Como dije al principio, no he seguido el tema detalladamente pero fue obvio en su momento el brutal impacto del hecho y la cobertura absolutamente excepcional y muchas veces malintencionada de la prensa; sobre todo la argentina, que “rializó” (por Rial) el episodio de la manera más escandalosa.
El escenario entonces era una jueza suplente de Rocha sometida a una presión externa absolutamente insoportable y la intención de todos los intervinientes en la investigación de resolver el caso rápidamente.
Por otro lado, resulta obvio que la actuación de la Policía, en cualquier caso, se calificará de acuerdo con sus resultados, lo cual es absolutamente lógico. La identificación del o los culpable en la forma más expeditiva posible resalta la función policial y lo contrario la desmerece.
Es decir que, válidamente, debe pensarse que la autoridad administrativa hizo el máximo esfuerzo por resolver el caso en la forma más expeditiva posible. Igualmente debe suponerse que cada vez que la Policía identificaba a un posible imputado, actuaba con absoluta buena fe, teniendo el pleno convencimiento de que dicha persona era responsable del crimen o que estaba vinculada al mismo de alguna manera. Por otro lado, y como si fuera poco, en ese proceso se inaugura en el país la participación del abogado de los damnificados. Especialistas de nota en Derecho Penal que velaban por los derechos de sus representados y que, cumpliendo su deber, urgían igualmente una rápida dilucidación del caso.
De esta forma fueron pasando ante la jueza diferentes personas; extraños vestidos en forma similar al presunto delincuente; familiares de la víctima; pintores de techos; artesanos, etc. Cada uno de estos eventos, mezclados muchas veces entre sí, era diariamente analizado por diferentes especialistas en foros televisivos, que sugerían (casi imperativamente) la resolución del caso en la línea de razonamiento y sabiduría que emanaba de esas versadas opiniones.
En medio de todo esto, con la vara de la Justicia en su mano y solita para resolver, quedó, por obra del destino, repito, una jueza suplente del departamento de Rocha.
Y dicha magistrada, con ese entorno insoportable, actuó siguiendo las reglas de su conciencia y, no encontrando en ningún caso “elementos de convicción suficiente”, asumió la más valiente de las actitudes: no procesó. No puedo saber si tuvo dudas, pero si las tuvo, siguió el histórico precepto del maestro Real: “Es preferible que un delincuente permanezca impune que condenar a un inocente”. El principio de libertad impone esta solución.

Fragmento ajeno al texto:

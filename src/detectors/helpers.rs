//! Shared thresholds and comparisons for the candle-shape detectors.
//!
//! Shapes are judged against trailing averages of the instrument's own bars,
//! with a ratio-of-range fallback when the averages are degenerate.

use crate::{OHLCVExt, OHLCV};

// ============================================================
// THRESHOLDS
// ============================================================

/// Body is doji-like: body <= avg_range * DOJI_FACTOR
pub const DOJI_FACTOR: f64 = 0.1;
/// Body is short: body < avg_body * BODY_SHORT_FACTOR
pub const BODY_SHORT_FACTOR: f64 = 1.0;
/// Body is long: body > avg_body * BODY_LONG_FACTOR
pub const BODY_LONG_FACTOR: f64 = 1.0;
/// Shadow is very long: shadow > body * SHADOW_VERYLONG_FACTOR
pub const SHADOW_VERYLONG_FACTOR: f64 = 2.0;
/// Shadow is very short: shadow < avg_range * SHADOW_VERYSHORT_FACTOR
pub const SHADOW_VERYSHORT_FACTOR: f64 = 0.1;
/// Near threshold for price near-equality, as a fraction of the 5-bar average range
pub const NEAR_FACTOR: f64 = 0.2;

// Fallback ratio-based thresholds (when averages are not meaningful)
pub const DOJI_RATIO: f64 = 0.1;
pub const BODY_SHORT_RATIO: f64 = 0.3;
pub const BODY_LONG_RATIO: f64 = 0.6;
pub const SHADOW_SHORT_RATIO: f64 = 0.1;

// ============================================================
// SHAPE COMPARISONS
// ============================================================

/// Body is doji-like. A zero body is always a doji.
#[inline]
pub fn is_doji(body: f64, avg_range: f64, range: f64, factor: f64) -> bool {
    if body <= 0.0 {
        return true;
    }
    if avg_range > 0.0 {
        body <= avg_range * factor
    } else {
        range > 0.0 && body / range <= DOJI_RATIO
    }
}

#[inline]
pub fn is_body_short(body: f64, avg_body: f64, range: f64, factor: f64) -> bool {
    if avg_body > 0.0 {
        body < avg_body * factor
    } else {
        range > 0.0 && body / range <= BODY_SHORT_RATIO
    }
}

#[inline]
pub fn is_body_long(body: f64, avg_body: f64, range: f64, factor: f64) -> bool {
    if avg_body > 0.0 {
        body > avg_body * factor
    } else {
        range > 0.0 && body / range >= BODY_LONG_RATIO
    }
}

/// Shadow longer than the bar's own body
#[inline]
pub fn is_shadow_long(shadow: f64, body: f64) -> bool {
    shadow > body
}

#[inline]
pub fn is_shadow_verylong(shadow: f64, body: f64, factor: f64) -> bool {
    shadow > body * factor
}

#[inline]
pub fn is_shadow_very_short(shadow: f64, avg_range: f64, range: f64, factor: f64) -> bool {
    if avg_range > 0.0 {
        shadow < avg_range * factor
    } else {
        range > 0.0 && shadow / range <= SHADOW_SHORT_RATIO
    }
}

/// Inverse of [`is_shadow_very_short`]: the shadow is meaningfully long.
#[inline]
pub fn shadow_exceeds_veryshort(shadow: f64, avg_range: f64, range: f64, factor: f64) -> bool {
    let threshold = avg_range * factor;
    if threshold > 0.0 {
        shadow > threshold
    } else if range > 0.0 {
        shadow / range > SHADOW_SHORT_RATIO
    } else {
        false
    }
}

// ============================================================
// TRAILING AVERAGES
// ============================================================

/// Average body over the `period` bars before `at`. Bar 0 uses itself.
#[inline]
pub fn trailing_avg_body<T: OHLCV>(bars: &[T], at: usize, period: usize) -> f64 {
    if at == 0 {
        return bars[0].body();
    }
    let slice = &bars[at.saturating_sub(period)..at];
    slice.iter().map(|b| b.body()).sum::<f64>() / slice.len() as f64
}

/// Average range over the `period` bars before `at`. Bar 0 uses itself.
#[inline]
pub fn trailing_avg_range<T: OHLCV>(bars: &[T], at: usize, period: usize) -> f64 {
    if at == 0 {
        return bars[0].range();
    }
    let slice = &bars[at.saturating_sub(period)..at];
    slice.iter().map(|b| OHLCVExt::range(b)).sum::<f64>() / slice.len() as f64
}

/// Top of the real body
#[inline]
pub fn body_top<T: OHLCV>(bar: &T) -> f64 {
    bar.open().max(bar.close())
}

/// Bottom of the real body
#[inline]
pub fn body_bottom<T: OHLCV>(bar: &T) -> f64 {
    bar.open().min(bar.close())
}

/// Body-to-range ratio mapped onto a detector magnitude in [lo, hi].
#[inline]
pub fn scaled_strength(value: f64, lo: f64, hi: f64) -> f64 {
    (lo + (hi - lo) * value.clamp(0.0, 1.0)).clamp(0.0, 1.0)
}

#[cfg(test)]
mod tests {
    use super::*;

    #[test]
    fn test_zero_body_is_doji() {
        assert!(is_doji(0.0, 10.0, 5.0, DOJI_FACTOR));
        assert!(!is_doji(2.0, 10.0, 5.0, DOJI_FACTOR));
    }

    #[test]
    fn test_ratio_fallback_when_average_degenerate() {
        assert!(is_body_long(7.0, 0.0, 10.0, BODY_LONG_FACTOR));
        assert!(!is_body_long(5.0, 0.0, 10.0, BODY_LONG_FACTOR));
        assert!(is_body_short(2.0, 0.0, 10.0, BODY_SHORT_FACTOR));
    }

    #[test]
    fn test_scaled_strength_bounds() {
        assert_eq!(scaled_strength(-1.0, 0.5, 0.9), 0.5);
        assert_eq!(scaled_strength(2.0, 0.5, 0.9), 0.9);
    }
}
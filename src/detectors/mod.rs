//! Pattern detectors
//!
//! Candle-shape detectors over the trailing 1–3 bars, and coarse chart-structure
//! detectors (breakouts, moving-average crosses) over longer windows.
//!
//! # Pattern Categories
//!
//! - **Single-bar**: doji family, spinning top, hammer family
//! - **Two-bar**: engulfing, harami, piercing line, dark cloud cover
//! - **Three-bar**: morning/evening star, three soldiers/crows
//! - **Chart**: breakout/breakdown, golden/death cross

pub mod helpers;

/// Generate `with_defaults()` -> `Self::default()` for multiple detector types.
macro_rules! impl_with_defaults {
  ($($detector:ty),* $(,)?) => {
    $(impl $detector {
      pub fn with_defaults() -> Self { Self::default() }
    })*
  };
}

pub mod chart;
pub mod single_bar;
pub mod three_bar;
pub mod two_bar;

pub use chart::*;
pub use helpers::*;
pub use single_bar::*;
pub use three_bar::*;
pub use two_bar::*;
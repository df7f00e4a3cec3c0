//! Support/resistance from the recent swing range and its Fibonacci
//! retracements.

use serde::{Deserialize, Serialize};

use crate::{indicators, EngineError, Period, Result, OHLCV};

/// Retracement levels measured down from the swing high
pub const FIB_RETRACEMENTS: [f64; 4] = [0.236, 0.382, 0.5, 0.618];

/// Nearest levels around the latest close.
#[derive(Debug, Clone, Copy, PartialEq, Serialize, Deserialize)]
pub struct SrLevels {
    pub close: f64,
    /// Nearest level at or below the close
    pub support: Option<f64>,
    /// Nearest level above the close
    pub resistance: Option<f64>,
    pub distance_to_support_pct: Option<f64>,
    pub distance_to_resistance_pct: Option<f64>,
    /// Long-side reward:risk, (resistance - close) / (close - support)
    pub reward_risk: Option<f64>,
    pub swing_high: f64,
    pub swing_low: f64,
    pub atr: f64,
}

impl SrLevels {
    /// Reward:risk for a trade in the given direction. Shorts invert the
    /// long-side ratio.
    pub fn reward_risk_for(&self, bullish: bool) -> Option<f64> {
        if bullish {
            self.reward_risk
        } else {
            self.reward_risk
                .filter(|rr| *rr > 0.0)
                .map(|rr| 1.0 / rr)
        }
    }

    /// Distance to the level a trade in this direction leans on.
    pub fn distance_for(&self, bullish: bool) -> Option<f64> {
        if bullish {
            self.distance_to_support_pct
        } else {
            self.distance_to_resistance_pct
        }
    }
}

#[derive(Debug, Clone, Serialize, Deserialize)]
#[serde(default)]
pub struct SupportResistanceLocator {
    pub lookback: Period,
    pub atr_period: Period,
    /// Swing range must span at least this many ATRs
    pub min_range_atr: f64,
}

impl Default for SupportResistanceLocator {
    fn default() -> Self {
        Self {
            lookback: Period::new_const(30),
            atr_period: Period::new_const(14),
            min_range_atr: 5.0,
        }
    }
}

impl SupportResistanceLocator {
    pub fn validate(&self) -> Result<()> {
        if !(self.min_range_atr.is_finite() && self.min_range_atr >= 0.0) {
            return Err(EngineError::InvalidConfig(
                "levels: min_range_atr must be >= 0".into(),
            ));
        }
        Ok(())
    }

    /// Bars needed before any level can be located.
    pub fn min_history(&self) -> usize {
        self.lookback.get().max(self.atr_period.get() + 1)
    }

    /// Locate support and resistance around the last close.
    ///
    /// A swing range narrower than `min_range_atr` ATRs has no meaningful
    /// structure and yields [`EngineError::InvalidRange`].
    pub fn locate<T: OHLCV>(&self, bars: &[T]) -> Result<SrLevels> {
        let need = self.min_history();
        if bars.len() < need {
            return Err(EngineError::InsufficientHistory {
                need,
                got: bars.len(),
            });
        }

        let window = &bars[bars.len() - self.lookback.get()..];
        let swing_high = window.iter().map(|b| b.high()).fold(f64::NEG_INFINITY, f64::max);
        let swing_low = window.iter().map(|b| b.low()).fold(f64::INFINITY, f64::min);
        let atr = indicators::latest_atr(bars, self.atr_period.get())
            .ok_or(EngineError::InvalidValue("ATR undefined"))?;

        let range = swing_high - swing_low;
        let min_range = atr * self.min_range_atr;
        if !(range.is_finite() && range >= min_range) {
            return Err(EngineError::InvalidRange { range, min_range });
        }

        let close = window[window.len() - 1].close();
        let levels = FIB_RETRACEMENTS
            .iter()
            .map(|f| swing_high - range * f)
            .chain([swing_high, swing_low]);

        let mut support: Option<f64> = None;
        let mut resistance: Option<f64> = None;
        for level in levels {
            if level <= close {
                support = Some(support.map_or(level, |s| s.max(level)));
            } else {
                resistance = Some(resistance.map_or(level, |r| r.min(level)));
            }
        }

        let pct = |d: f64| d * 100.0 / close;
        let reward_risk = match (support, resistance) {
            (Some(s), Some(r)) if close > s => Some((r - close) / (close - s)),
            _ => None,
        };

        Ok(SrLevels {
            close,
            support,
            resistance,
            distance_to_support_pct: support.map(|s| pct(close - s)),
            distance_to_resistance_pct: resistance.map(|r| pct(r - close)),
            reward_risk,
            swing_high,
            swing_low,
            atr,
        })
    }
}

#[cfg(test)]
mod tests {
    use super::*;

    #[derive(Debug, Clone, Copy)]
    struct Bar {
        h: f64,
        l: f64,
        c: f64,
    }

    impl OHLCV for Bar {
        fn open(&self) -> f64 {
            self.c
        }
        fn high(&self) -> f64 {
            self.h
        }
        fn low(&self) -> f64 {
            self.l
        }
        fn close(&self) -> f64 {
            self.c
        }
        fn volume(&self) -> f64 {
            1.0
        }
    }

    /// Rally from 100 to 129 in 1-point steps, each bar 1 point wide
    fn rally() -> Vec<Bar> {
        (0..30)
            .map(|i| {
                let c = 100.0 + i as f64;
                Bar {
                    h: c + 0.5,
                    l: c - 0.5,
                    c,
                }
            })
            .collect()
    }

    #[test]
    fn test_levels_around_close() {
        let mut bars = rally();
        // Pull back into the range
        bars.push(Bar {
            h: 121.0,
            l: 119.0,
            c: 120.0,
        });
        let sr = SupportResistanceLocator::default().locate(&bars).unwrap();
        // Window is bars 1..=30: high 129.5, low 100.5, range 29
        assert_eq!(sr.swing_high, 129.5);
        assert_eq!(sr.swing_low, 100.5);
        let s = sr.support.unwrap();
        let r = sr.resistance.unwrap();
        assert!((s - (129.5 - 29.0 * 0.382)).abs() < 1e-9);
        assert!((r - (129.5 - 29.0 * 0.236)).abs() < 1e-9);
        assert!(s <= 120.0 && r > 120.0);
        assert!(sr.reward_risk.unwrap() > 0.0);
    }

    #[test]
    fn test_narrow_range_is_invalid() {
        let bars: Vec<Bar> = (0..40)
            .map(|i| {
                let c = 100.0 + (i % 2) as f64 * 0.5;
                Bar {
                    h: c + 1.0,
                    l: c - 1.0,
                    c,
                }
            })
            .collect();
        assert!(matches!(
            SupportResistanceLocator::default().locate(&bars),
            Err(EngineError::InvalidRange { .. })
        ));
    }

    #[test]
    fn test_insufficient_history() {
        let bars = &rally()[..10];
        assert_eq!(
            SupportResistanceLocator::default().locate(bars),
            Err(EngineError::InsufficientHistory { need: 30, got: 10 })
        );
    }

    #[test]
    fn test_close_at_high_has_no_resistance() {
        let sr = SupportResistanceLocator::default().locate(&rally()).unwrap();
        assert!(sr.resistance.is_some());
        let mut bars = rally();
        bars.push(Bar {
            h: 131.0,
            l: 129.0,
            c: 131.0,
        });
        let sr = SupportResistanceLocator::default().locate(&bars).unwrap();
        assert!(sr.resistance.is_none());
        assert_eq!(sr.support, Some(131.0));
        assert!(sr.reward_risk.is_none());
    }
}
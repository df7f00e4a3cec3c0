//! Three-bar shapes: morning/evening star, three white soldiers, three black crows.

#![allow(clippy::collapsible_if)]

use super::helpers::{self, body_bottom, body_top, is_body_long, is_body_short};
use crate::{
    Direction, EngineError, MarketContext, OHLCVExt, PatternDetector, PatternKind, PatternMatch,
    Result, OHLCV,
};

impl_with_defaults!(
    MorningStarDetector,
    EveningStarDetector,
    ThreeWhiteSoldiersDetector,
    ThreeBlackCrowsDetector,
);

fn triple(kind: PatternKind, direction: Direction, strength: f64, index: usize) -> PatternMatch {
    PatternMatch {
        kind,
        direction,
        strength,
        start_index: index - 2,
        end_index: index,
    }
}

fn check_penetration(name: &str, penetration: f64) -> Result<()> {
    if !(0.0..=1.0).contains(&penetration) {
        return Err(EngineError::InvalidConfig(format!(
            "{name}: penetration {penetration} outside [0, 1]"
        )));
    }
    Ok(())
}

// ============================================================
// STARS
// ============================================================

/// Morning star: long black bar, small body gapping down, white bar closing
/// well into the first body
#[derive(Debug, Clone)]
pub struct MorningStarDetector {
    pub body_long_factor: f64,
    pub body_short_factor: f64,
    pub penetration: f64,
}

impl Default for MorningStarDetector {
    fn default() -> Self {
        Self {
            body_long_factor: helpers::BODY_LONG_FACTOR,
            body_short_factor: helpers::BODY_SHORT_FACTOR,
            penetration: 0.3,
        }
    }
}

impl PatternDetector for MorningStarDetector {
    fn name(&self) -> &'static str {
        "morning_star"
    }

    fn min_bars(&self) -> usize {
        3
    }

    fn detect<T: OHLCV>(
        &self,
        bars: &[T],
        index: usize,
        _ctx: &MarketContext,
    ) -> Option<PatternMatch> {
        if index < 2 {
            return None;
        }
        let first = bars.get(index - 2)?;
        let second = bars.get(index - 1)?;
        let third = bars.get(index)?;

        if !first.is_bearish() || !third.is_bullish() {
            return None;
        }

        let first_body = first.body();
        let avg_first = helpers::trailing_avg_body(bars, index - 2, 10);
        if !is_body_long(first_body, avg_first, first.range(), self.body_long_factor) {
            return None;
        }
        let avg_second = helpers::trailing_avg_body(bars, index - 1, 10);
        if !is_body_short(second.body(), avg_second, second.range(), self.body_short_factor) {
            return None;
        }
        // Star body gaps below the first body
        if body_top(second) >= body_bottom(first) {
            return None;
        }
        if third.body() <= helpers::trailing_avg_body(bars, index, 10) {
            return None;
        }
        if third.close() <= first.close() + first_body * self.penetration {
            return None;
        }

        let recovered = (third.close() - first.close()) / first_body;
        Some(triple(
            PatternKind::MorningStar,
            Direction::Bullish,
            helpers::scaled_strength(recovered, 0.6, 0.9),
            index,
        ))
    }

    fn validate_config(&self) -> Result<()> {
        check_penetration("morning_star", self.penetration)
    }
}

/// Evening star: mirror of the morning star at a top
#[derive(Debug, Clone)]
pub struct EveningStarDetector {
    pub body_long_factor: f64,
    pub body_short_factor: f64,
    pub penetration: f64,
}

impl Default for EveningStarDetector {
    fn default() -> Self {
        Self {
            body_long_factor: helpers::BODY_LONG_FACTOR,
            body_short_factor: helpers::BODY_SHORT_FACTOR,
            penetration: 0.3,
        }
    }
}

impl PatternDetector for EveningStarDetector {
    fn name(&self) -> &'static str {
        "evening_star"
    }

    fn min_bars(&self) -> usize {
        3
    }

    fn detect<T: OHLCV>(
        &self,
        bars: &[T],
        index: usize,
        _ctx: &MarketContext,
    ) -> Option<PatternMatch> {
        if index < 2 {
            return None;
        }
        let first = bars.get(index - 2)?;
        let second = bars.get(index - 1)?;
        let third = bars.get(index)?;

        if !first.is_bullish() || !third.is_bearish() {
            return None;
        }

        let first_body = first.body();
        let avg_first = helpers::trailing_avg_body(bars, index - 2, 10);
        if !is_body_long(first_body, avg_first, first.range(), self.body_long_factor) {
            return None;
        }
        let avg_second = helpers::trailing_avg_body(bars, index - 1, 10);
        if !is_body_short(second.body(), avg_second, second.range(), self.body_short_factor) {
            return None;
        }
        if body_bottom(second) <= body_top(first) {
            return None;
        }
        if third.body() <= helpers::trailing_avg_body(bars, index, 10) {
            return None;
        }
        if third.close() >= first.close() - first_body * self.penetration {
            return None;
        }

        let given_back = (first.close() - third.close()) / first_body;
        Some(triple(
            PatternKind::EveningStar,
            Direction::Bearish,
            helpers::scaled_strength(given_back, 0.6, 0.9),
            index,
        ))
    }

    fn validate_config(&self) -> Result<()> {
        check_penetration("evening_star", self.penetration)
    }
}

// ============================================================
// SOLDIERS / CROWS
// ============================================================

/// Three white soldiers: three rising white bars, each opening inside the
/// prior body and closing near its high
#[derive(Debug, Clone)]
pub struct ThreeWhiteSoldiersDetector {
    /// Max upper shadow as a fraction of the bar's range
    pub max_shadow_ratio: f64,
}

impl Default for ThreeWhiteSoldiersDetector {
    fn default() -> Self {
        Self {
            max_shadow_ratio: 0.25,
        }
    }
}

impl PatternDetector for ThreeWhiteSoldiersDetector {
    fn name(&self) -> &'static str {
        "three_white_soldiers"
    }

    fn min_bars(&self) -> usize {
        3
    }

    fn detect<T: OHLCV>(
        &self,
        bars: &[T],
        index: usize,
        ctx: &MarketContext,
    ) -> Option<PatternMatch> {
        if index < 2 {
            return None;
        }
        let window = [bars.get(index - 2)?, bars.get(index - 1)?, bars.get(index)?];

        if !window.iter().all(|b| b.is_bullish()) {
            return None;
        }
        for pair in window.windows(2) {
            let (prev, curr) = (pair[0], pair[1]);
            if curr.close() <= prev.close() {
                return None;
            }
            if curr.open() < prev.open() || curr.open() > prev.close() {
                return None;
            }
        }
        for bar in window {
            let range = bar.range();
            if range <= 0.0 || bar.upper_shadow() / range > self.max_shadow_ratio {
                return None;
            }
        }

        let bodies = window.iter().map(|b| b.body()).sum::<f64>() / 3.0;
        let strength = if ctx.avg_body > 0.0 {
            helpers::scaled_strength(bodies / ctx.avg_body / 2.0, 0.6, 0.9)
        } else {
            0.6
        };
        Some(triple(
            PatternKind::ThreeWhiteSoldiers,
            Direction::Bullish,
            strength,
            index,
        ))
    }

    fn validate_config(&self) -> Result<()> {
        if !(0.0..=1.0).contains(&self.max_shadow_ratio) {
            return Err(EngineError::InvalidConfig(
                "three_white_soldiers: max_shadow_ratio outside [0, 1]".into(),
            ));
        }
        Ok(())
    }
}

/// Three black crows: three falling black bars, each opening inside the
/// prior body and closing near its low
#[derive(Debug, Clone)]
pub struct ThreeBlackCrowsDetector {
    pub max_shadow_ratio: f64,
}

impl Default for ThreeBlackCrowsDetector {
    fn default() -> Self {
        Self {
            max_shadow_ratio: 0.25,
        }
    }
}

impl PatternDetector for ThreeBlackCrowsDetector {
    fn name(&self) -> &'static str {
        "three_black_crows"
    }

    fn min_bars(&self) -> usize {
        3
    }

    fn detect<T: OHLCV>(
        &self,
        bars: &[T],
        index: usize,
        ctx: &MarketContext,
    ) -> Option<PatternMatch> {
        if index < 2 {
            return None;
        }
        let window = [bars.get(index - 2)?, bars.get(index - 1)?, bars.get(index)?];

        if !window.iter().all(|b| b.is_bearish()) {
            return None;
        }
        for pair in window.windows(2) {
            let (prev, curr) = (pair[0], pair[1]);
            if curr.close() >= prev.close() {
                return None;
            }
            if curr.open() > prev.open() || curr.open() < prev.close() {
                return None;
            }
        }
        for bar in window {
            let range = bar.range();
            if range <= 0.0 || bar.lower_shadow() / range > self.max_shadow_ratio {
                return None;
            }
        }

        let bodies = window.iter().map(|b| b.body()).sum::<f64>() / 3.0;
        let strength = if ctx.avg_body > 0.0 {
            helpers::scaled_strength(bodies / ctx.avg_body / 2.0, 0.6, 0.9)
        } else {
            0.6
        };
        Some(triple(
            PatternKind::ThreeBlackCrows,
            Direction::Bearish,
            strength,
            index,
        ))
    }

    fn validate_config(&self) -> Result<()> {
        if !(0.0..=1.0).contains(&self.max_shadow_ratio) {
            return Err(EngineError::InvalidConfig(
                "three_black_crows: max_shadow_ratio outside [0, 1]".into(),
            ));
        }
        Ok(())
    }
}
//! Bottom-formation stages after a breadth washout.
//!
//! The stage is recomputed from the trailing window on every call; nothing
//! is carried between dates.

use serde::{Deserialize, Serialize};

use crate::{
    breadth::{higher_low, BreadthSnapshot},
    EngineError, Result,
};

#[derive(Debug, Clone, Copy, PartialEq, Eq, Hash, Serialize, Deserialize)]
#[serde(rename_all = "SCREAMING_SNAKE_CASE")]
pub enum BottomStage {
    Capitulation,
    Accumulating,
    EarlyReversal,
}

impl BottomStage {
    /// Next stage in the usual progression; `None` after early reversal.
    pub fn next(self) -> Option<Self> {
        match self {
            BottomStage::Capitulation => Some(BottomStage::Accumulating),
            BottomStage::Accumulating => Some(BottomStage::EarlyReversal),
            BottomStage::EarlyReversal => None,
        }
    }
}

#[derive(Debug, Clone, Serialize, Deserialize)]
#[serde(default)]
pub struct BottomFormationStateMachine {
    /// Higher-low window in sessions
    pub window: usize,
    /// `pct_above_ma50` at or above this leaves bottom tracking
    pub exit_ma50: f64,
    pub capitulation_below: f64,
    pub accumulation_below: f64,
    pub early_reversal_ma20: f64,
}

impl Default for BottomFormationStateMachine {
    fn default() -> Self {
        Self {
            window: 5,
            exit_ma50: 50.0,
            capitulation_below: 25.0,
            accumulation_below: 30.0,
            early_reversal_ma20: 25.0,
        }
    }
}

impl BottomFormationStateMachine {
    pub fn validate(&self) -> Result<()> {
        if self.window == 0 {
            return Err(EngineError::InvalidValue("bottom window must be > 0"));
        }
        if self.capitulation_below > self.accumulation_below {
            return Err(EngineError::InvalidConfig(format!(
                "bottom: capitulation_below ({}) above accumulation_below ({})",
                self.capitulation_below, self.accumulation_below
            )));
        }
        Ok(())
    }

    /// Stage on the latest snapshot of `history`, most advanced stage first.
    pub fn stage(&self, history: &[BreadthSnapshot]) -> Option<BottomStage> {
        let snap = history.last()?;
        if snap.pct_above_ma50 >= self.exit_ma50 {
            return None;
        }

        let ma20: Vec<f64> = history.iter().map(|s| s.pct_above_ma20).collect();
        let hl20 = higher_low(&ma20, self.window);

        if snap.pct_above_ma20 >= self.early_reversal_ma20 && hl20 && self.ma50_holding(history) {
            Some(BottomStage::EarlyReversal)
        } else if snap.max_pct() < self.accumulation_below && hl20 {
            Some(BottomStage::Accumulating)
        } else if snap.max_pct() < self.capitulation_below && !hl20 {
            Some(BottomStage::Capitulation)
        } else {
            None
        }
    }

    /// MA50 breadth no longer making new lows over the window.
    fn ma50_holding(&self, history: &[BreadthSnapshot]) -> bool {
        let w = self.window;
        if history.len() < 2 * w {
            return false;
        }
        let tail = &history[history.len() - 2 * w..];
        if tail.iter().any(|s| !s.pct_above_ma50.is_finite()) {
            return false;
        }
        let min = |s: &[BreadthSnapshot]| {
            s.iter()
                .map(|b| b.pct_above_ma50)
                .fold(f64::INFINITY, f64::min)
        };
        let (previous, last) = tail.split_at(w);
        min(last) >= min(previous)
    }
}

#[cfg(test)]
mod tests {
    use chrono::NaiveDate;

    use super::*;

    fn series(ma20: &[f64], ma50: &[f64], ma100: f64) -> Vec<BreadthSnapshot> {
        let start = NaiveDate::from_ymd_opt(2022, 6, 1).unwrap();
        ma20.iter()
            .zip(ma50)
            .enumerate()
            .map(|(i, (&a, &b))| {
                BreadthSnapshot::new(start + chrono::Days::new(i as u64), a, b, ma100)
            })
            .collect()
    }

    #[test]
    fn test_progression() {
        assert_eq!(
            BottomStage::Capitulation.next(),
            Some(BottomStage::Accumulating)
        );
        assert_eq!(BottomStage::EarlyReversal.next(), None);
    }

    #[test]
    fn test_capitulation_without_history() {
        let m = BottomFormationStateMachine::default();
        let h = series(&[12.0], &[15.0], 20.0);
        assert_eq!(m.stage(&h), Some(BottomStage::Capitulation));
    }

    #[test]
    fn test_accumulating() {
        let m = BottomFormationStateMachine::default();
        let ma20 = [10.0, 8.0, 9.0, 11.0, 12.0, 13.0, 14.0, 15.0, 16.0, 17.0];
        let ma50 = [20.0, 19.0, 18.0, 17.0, 16.0, 15.0, 14.0, 13.0, 12.0, 11.0];
        let h = series(&ma20, &ma50, 20.0);
        assert_eq!(m.stage(&h), Some(BottomStage::Accumulating));
    }

    #[test]
    fn test_early_reversal() {
        let m = BottomFormationStateMachine::default();
        let ma20 = [15.0, 14.0, 16.0, 18.0, 20.0, 22.0, 24.0, 26.0, 27.0, 28.0];
        let ma50 = [20.0, 19.0, 19.0, 20.0, 21.0, 21.0, 22.0, 23.0, 24.0, 25.0];
        let h = series(&ma20, &ma50, 30.0);
        assert_eq!(m.stage(&h), Some(BottomStage::EarlyReversal));
    }

    #[test]
    fn test_falling_ma50_blocks_early_reversal() {
        let m = BottomFormationStateMachine::default();
        let ma20 = [15.0, 14.0, 16.0, 18.0, 20.0, 22.0, 24.0, 26.0, 27.0, 28.0];
        let ma50 = [20.0, 19.0, 19.0, 20.0, 21.0, 21.0, 20.0, 18.0, 16.0, 15.0];
        let h = series(&ma20, &ma50, 30.0);
        assert_eq!(m.stage(&h), None);
    }

    #[test]
    fn test_none_once_ma50_recovers() {
        let m = BottomFormationStateMachine::default();
        let h = series(&[10.0], &[55.0], 20.0);
        assert_eq!(m.stage(&h), None);
    }
}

Como dije al principio, destacar la comisión de una acción debida no constituye ningún mérito. Pero en ese entorno terrible, este acto, a mi entender, debe ser valorado al menos como valiente. En un tiempo en que la Administración de Justicia es cuestionada reiteradamente, que cuando la Suprema Corte declara una inconstitucionalidad se le atribuyen motivaciones políticas o se les dice compasivamente que “son seres humanos y los seres humanos se equivocan” (como si hubiera alguna institución que no tuviera soporte humano) y más allá de la idoneidad técnica y cualquier otro aspecto personal o funcional, la Dra. López dejó en claro que “aún existen jueces en Berlín”.